В тот же вечер писательница на отдельных листках, заменявших ей дневник, сделала длинную запись. Работа памяти оставляет такие записи без всякого наполнения; в сущности, у каждого из людей их, написанных и ненаписанных, целые закрома. Но только переработка воображением художника дает им подлинную жизнь, и тогда вымысел, выдумка, выросшая из толчка воображения, содержит больше правды, то есть приближения к реальному переживанию, нежели правдиво-краткий протокол факта. Едва записав, писательница уже не знала, что случилось на самом деле и что она придумала.
Вот ее запись:
«Я почувствовала такую волну жалости, что чуть не закричала. А что я могла крикнуть? Что-нибудь вроде материнского стона сочувствия. Это было бы больше чем ужасно, это было бы смешно. Я удержалась, пришибленная неуместным порывом.
Когда я вошла в конторку, меня встретило уже привычно спокойное, красноармейское лицо, как всегда приветливые и настороженные глаза, — на работе Павлушин бдителен, как в патруле. У него свежие, со смуглым, чудом до его лет сохранившимся румянцем щеки и умные, много страдавшие в работе, жесткие грязные руки. При моем входе он встал — и, когда встал, оказался ниже, чем представляешь его сидящим.

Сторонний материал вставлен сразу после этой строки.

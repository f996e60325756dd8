//! Two-pass sweep over the configured bulk folders.
//!
//! Pass 1 classifies and acts on a fresh enumeration, reports what was left
//! over and optionally lets a [`CorpusEditor`] change the corpus. Pass 2 is
//! unconditional: it enumerates every folder again and recompiles the corpus,
//! so edits made in between reach messages pass 1 left alone. Message
//! snapshots from pass 1 are never reused because a mutating call may have
//! invalidated them.

use crate::config::SweepConfig;
use crate::corpus::CorpusStore;
use crate::engine::{ClassificationEngine, EngineOptions};
use crate::error::{MailboxError, Result, SweepError};
use crate::indicators;
use crate::mailbox::{Mailbox, Message};
use crate::report::{self, MatchInfo};
use crate::retry::with_retry_if;
use crate::review::{review_unmatched, CorpusEditor};
use crate::rules::{RuleSet, SafeSenderList};
use crate::statistics::{PassStats, RuleStats, RunSummary, StatEvent, StatisticsCollector};

#[derive(Debug, Clone, Copy, PartialEq, Eq)]
pub enum Pass {
    First,
    Second,
}

impl Pass {
    fn number(self) -> u8 {
        match self {
            Pass::First => 1,
            Pass::Second => 2,
        }
    }
}

/// Everything one pass produced.
#[derive(Debug, Clone)]
pub struct PassReport {
    pub pass: Pass,
    pub infos: Vec<MatchInfo>,
    pub stats: PassStats,
    pub rule_stats: Vec<RuleStats>,
}

impl PassReport {
    pub fn log(&self) {
        let pass = self.pass.number();
        for line in report::from_domain_report(&self.infos) {
            log::info!("[pass {pass}] {line}");
        }
        for line in report::url_report(&self.infos) {
            log::info!("[pass {pass}] {line}");
        }
        log::info!(
            "Pass {pass}: {} unique from-domains, {} unique URL stubs",
            report::unique_from_domains(&self.infos).len(),
            report::unique_url_stubs(&self.infos).len()
        );
        for stats in &self.rule_stats {
            log::info!(
                "Pass {pass}: rule '{}' matched {} messages, deleted {}",
                stats.rule_name,
                stats.matches,
                stats.deletes
            );
        }
    }
}

pub struct Orchestrator<'a> {
    config: &'a SweepConfig,
}

impl<'a> Orchestrator<'a> {
    pub fn new(config: &'a SweepConfig) -> Self {
        Orchestrator { config }
    }

    /// Run both passes. `editor` is consulted between them; accepted edits
    /// are persisted through `store` as they happen.
    pub fn run<M: Mailbox + ?Sized>(
        &self,
        mailbox: &mut M,
        rules: &mut RuleSet,
        safe: &mut SafeSenderList,
        editor: Option<&mut dyn CorpusEditor>,
        store: Option<&CorpusStore>,
    ) -> Result<RunSummary> {
        let first = self.run_pass(Pass::First, mailbox, rules, safe)?;
        first.log();

        if let Some(editor) = editor {
            review_unmatched(&first.infos, rules, safe, self.config, editor, store);
        }

        let second = self.run_pass(Pass::Second, mailbox, rules, safe)?;
        second.log();

        let summary = RunSummary {
            first_pass: first.stats,
            second_pass: second.stats,
        };
        summary.log();
        Ok(summary)
    }

    /// Enumerate every target folder, then classify and act on each message.
    pub fn run_pass<M: Mailbox + ?Sized>(
        &self,
        pass: Pass,
        mailbox: &mut M,
        rules: &RuleSet,
        safe: &SafeSenderList,
    ) -> Result<PassReport> {
        log::info!("Starting pass {}", pass.number());
        let engine = ClassificationEngine::new(
            rules,
            safe,
            EngineOptions {
                inbox_folder: self.config.inbox_folder.clone(),
                retry: self.config.retry.clone(),
            },
        );

        let messages = self.enumerate_targets(pass, mailbox)?;
        let mut collector = StatisticsCollector::new();
        let mut infos = Vec::with_capacity(messages.len());

        for message in &messages {
            let info = self.process_message(&engine, mailbox, message, &mut collector);
            infos.push(info);
        }

        let all_rules: Vec<String> = rules.rules().map(|r| r.name.clone()).collect();
        let idle = collector.unmatched_rules(&all_rules);
        if !idle.is_empty() {
            log::debug!("Rules with no matches in pass {}: {idle:?}", pass.number());
        }

        Ok(PassReport {
            pass,
            infos,
            stats: collector.pass_stats(),
            rule_stats: collector.rule_stats(),
        })
    }

    fn process_message<M: Mailbox + ?Sized>(
        &self,
        engine: &ClassificationEngine,
        mailbox: &mut M,
        message: &Message,
        collector: &mut StatisticsCollector,
    ) -> MatchInfo {
        let mut info = MatchInfo::new(message);
        log::info!(
            "Processing {} | from: {} | subject: {}",
            info.message,
            info.sender,
            info.subject
        );
        collector.record_event(StatEvent::Processed);

        let decision = engine.evaluate(message);
        info.record_decision(&decision);

        match engine.apply(mailbox, &info.message, &decision) {
            Ok(applied) => {
                info.record_applied(&applied);
                if applied.restored {
                    collector.record_event(StatEvent::Restored);
                }
                if applied.deleted {
                    collector.record_event(StatEvent::Deleted);
                }
            }
            Err(e) => {
                log::error!("Failed to act on {}: {e}", info.message);
                info.error = Some(e.to_string());
                collector.record_event(StatEvent::Failed);
            }
        }

        if info.matched {
            collector.record_matched();
            for rule_name in &info.matched_rules {
                collector.record_event(StatEvent::RuleMatch {
                    rule_name: rule_name.clone(),
                    deleted: info.deleted && info.rule.as_ref() == Some(rule_name),
                });
            }
        }

        if !info.matched && !info.safe && !info.deleted {
            info.phishing_indicators = indicators::check(message);
            if info.is_flagged() {
                log::info!("Phishing indicators: {:?}", info.phishing_indicators);
                collector.record_event(StatEvent::Flagged);
            }
        }

        info.processed = true;
        info
    }

    /// Fresh enumeration of all target folders, flattened in folder order
    /// with each folder most recent first. A missing folder is fatal in
    /// pass 1 unless `test_mode` is set; pass 2 always skips it.
    fn enumerate_targets<M: Mailbox + ?Sized>(
        &self,
        pass: Pass,
        mailbox: &mut M,
    ) -> Result<Vec<Message>> {
        let since = self.config.since();
        let mut messages = Vec::new();

        for folder in &self.config.target_folders {
            let label = format!("enumerate {folder}");
            let found = with_retry_if(
                &label,
                &self.config.retry,
                MailboxError::is_transient,
                || mailbox.enumerate(folder, since),
            );
            match found {
                Ok(found) => {
                    log::info!("Found {} messages in '{folder}'", found.len());
                    messages.extend(found);
                }
                Err(e) if pass == Pass::Second || self.config.test_mode => {
                    log::warn!("Skipping folder '{folder}': {e}");
                }
                Err(MailboxError::FolderNotFound(name)) => {
                    return Err(SweepError::FolderNotFound(name));
                }
                Err(e) => return Err(e.into()),
            }
        }

        if let Some(cap) = self.config.max_messages_per_pass {
            if messages.len() > cap {
                log::info!("Limiting pass {} to {cap} messages", pass.number());
                messages.truncate(cap);
            }
        }
        Ok(messages)
    }
}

Павлушин приземист, как говорят — «на низком ходу», такого легко с земли не спихнешь. Сдержанно со мной поздоровавшись, он поспешно, будто пресекая излишние расспросы, сказал:
— Я подобрал вам все материалы. В этой вот копии моего доклада дирекции вся история нашего многострадального цеха. Но у меня тут главным образом организационный период. Что до производства, там — живая история и, можно сказать, вся цифирь Сердюк и Досекин.

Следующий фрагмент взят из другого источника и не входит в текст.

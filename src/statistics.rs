use serde::Serialize;
use std::collections::BTreeMap;
use std::ops::AddAssign;

#[derive(Debug, Clone, Default, PartialEq, Eq, Serialize)]
pub struct RuleStats {
    pub rule_name: String,
    pub matches: u64,
    pub deletes: u64,
}

/// Counters for one pass.
#[derive(Debug, Clone, Copy, Default, PartialEq, Eq, Serialize)]
pub struct PassStats {
    pub processed: u64,
    pub matched: u64,
    /// Unmatched messages that raised phishing indicators.
    pub flagged: u64,
    pub deleted: u64,
    /// Safe-listed messages returned to the inbox.
    pub restored: u64,
    pub failed: u64,
}

impl AddAssign for PassStats {
    fn add_assign(&mut self, other: PassStats) {
        self.processed += other.processed;
        self.matched += other.matched;
        self.flagged += other.flagged;
        self.deleted += other.deleted;
        self.restored += other.restored;
        self.failed += other.failed;
    }
}

#[derive(Debug, Clone)]
pub enum StatEvent {
    Processed,
    RuleMatch { rule_name: String, deleted: bool },
    Flagged,
    Deleted,
    Restored,
    Failed,
}

/// Collects counters for a single pass.
#[derive(Debug, Default)]
pub struct StatisticsCollector {
    pass: PassStats,
    rules: BTreeMap<String, RuleStats>,
}

impl StatisticsCollector {
    pub fn new() -> Self {
        Self::default()
    }

    pub fn record_event(&mut self, event: StatEvent) {
        match event {
            StatEvent::Processed => self.pass.processed += 1,
            StatEvent::RuleMatch { rule_name, deleted } => {
                let stats = self
                    .rules
                    .entry(rule_name.clone())
                    .or_insert_with(|| RuleStats {
                        rule_name,
                        ..Default::default()
                    });
                stats.matches += 1;
                if deleted {
                    stats.deletes += 1;
                }
            }
            StatEvent::Flagged => self.pass.flagged += 1,
            StatEvent::Deleted => self.pass.deleted += 1,
            StatEvent::Restored => self.pass.restored += 1,
            StatEvent::Failed => self.pass.failed += 1,
        }
    }

    /// Count a message that matched at least one rule.
    pub fn record_matched(&mut self) {
        self.pass.matched += 1;
    }

    pub fn pass_stats(&self) -> PassStats {
        self.pass
    }

    /// Per-rule counters, ordered by rule name.
    pub fn rule_stats(&self) -> Vec<RuleStats> {
        self.rules.values().cloned().collect()
    }

    /// Names from `all_rule_names` that matched nothing this pass.
    pub fn unmatched_rules(&self, all_rule_names: &[String]) -> Vec<String> {
        all_rule_names
            .iter()
            .filter(|name| !self.rules.contains_key(*name))
            .cloned()
            .collect()
    }
}

/// Counters for both passes of a run.
#[derive(Debug, Clone, Default, PartialEq, Eq, Serialize)]
pub struct RunSummary {
    pub first_pass: PassStats,
    pub second_pass: PassStats,
}

impl RunSummary {
    pub fn total(&self) -> PassStats {
        let mut total = self.first_pass;
        total += self.second_pass;
        total
    }

    pub fn log(&self) {
        for (label, stats) in [
            ("Pass 1", self.first_pass),
            ("Pass 2", self.second_pass),
            ("Total", self.total()),
        ] {
            log::info!(
                "{label}: processed {}, flagged {}, deleted {}, restored {}, failed {}",
                stats.processed,
                stats.flagged,
                stats.deleted,
                stats.restored,
                stats.failed
            );
        }
    }
}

У Досекина русая генеральская борода на два расклада, до такой степени старорежимная, что уже не выполняет назначения быть частью наружности, а годится только для исторического музея, для отдела, где показывают военные наряды скобелевских времен. Она кажется даже несколько неприятной, словно неживая. Но глаза Досекина сияют младенчески свежо и чисто, улыбается он широко и кротко, и тогда вся обильная растительность вокруг рта колышется, как от ветра. Восхищение бородой на два расклада он, видимо, вынес из отроческих мечтаний, взирая на какого-нибудь туркестанского героя в отставке, как вынес из той же дали отрочества и юности храбрость, незлобивость, веру в товарищество.
Совсем в углу, почти спиной ко всем, жмется третий персонаж конторы, странный человек на странной должности — калькулятор. Зовут его, кажется, Ященко. Это что-то глубоко манерное, вязкое… Впрочем, я с ним не каждый день и здороваюсь.
Павлушин и Досекин провели вместе гражданскую войну, которая была в этих местах особенно кровавой, в городе сменилось больше десятка властей. Обоих связывало молчаливое товарищество во много раз тверже, чем многословная, истерическая дружба в кругах моей полубогемы.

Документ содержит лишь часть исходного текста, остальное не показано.